**TASK INSTRUCTIONS:**
Extract the first line through the line containing "clients and the" from the listing below, exactly as written.

**SUPPLIED INFORMATION:**
//! Tubedigest - channel upload aggregator
//!
//! Five independently scheduled workers move each discovered video through
//! `discovered -> transcribed -> summarized -> translated -> published`.
//! This library crate exposes the workers, their capability clients and the
//! wiring for integration testing.

pub mod admin;
pub mod config;
pub mod pipeline;
pub mod providers;
pub mod workers;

**THE COMPLETED TASK:**
//! Tubedigest - channel upload aggregator
//!
//! Five independently scheduled workers move each discovered video through
//! `discovered -> transcribed -> summarized -> translated -> published`.
//! This library crate exposes the workers, their capability clients and the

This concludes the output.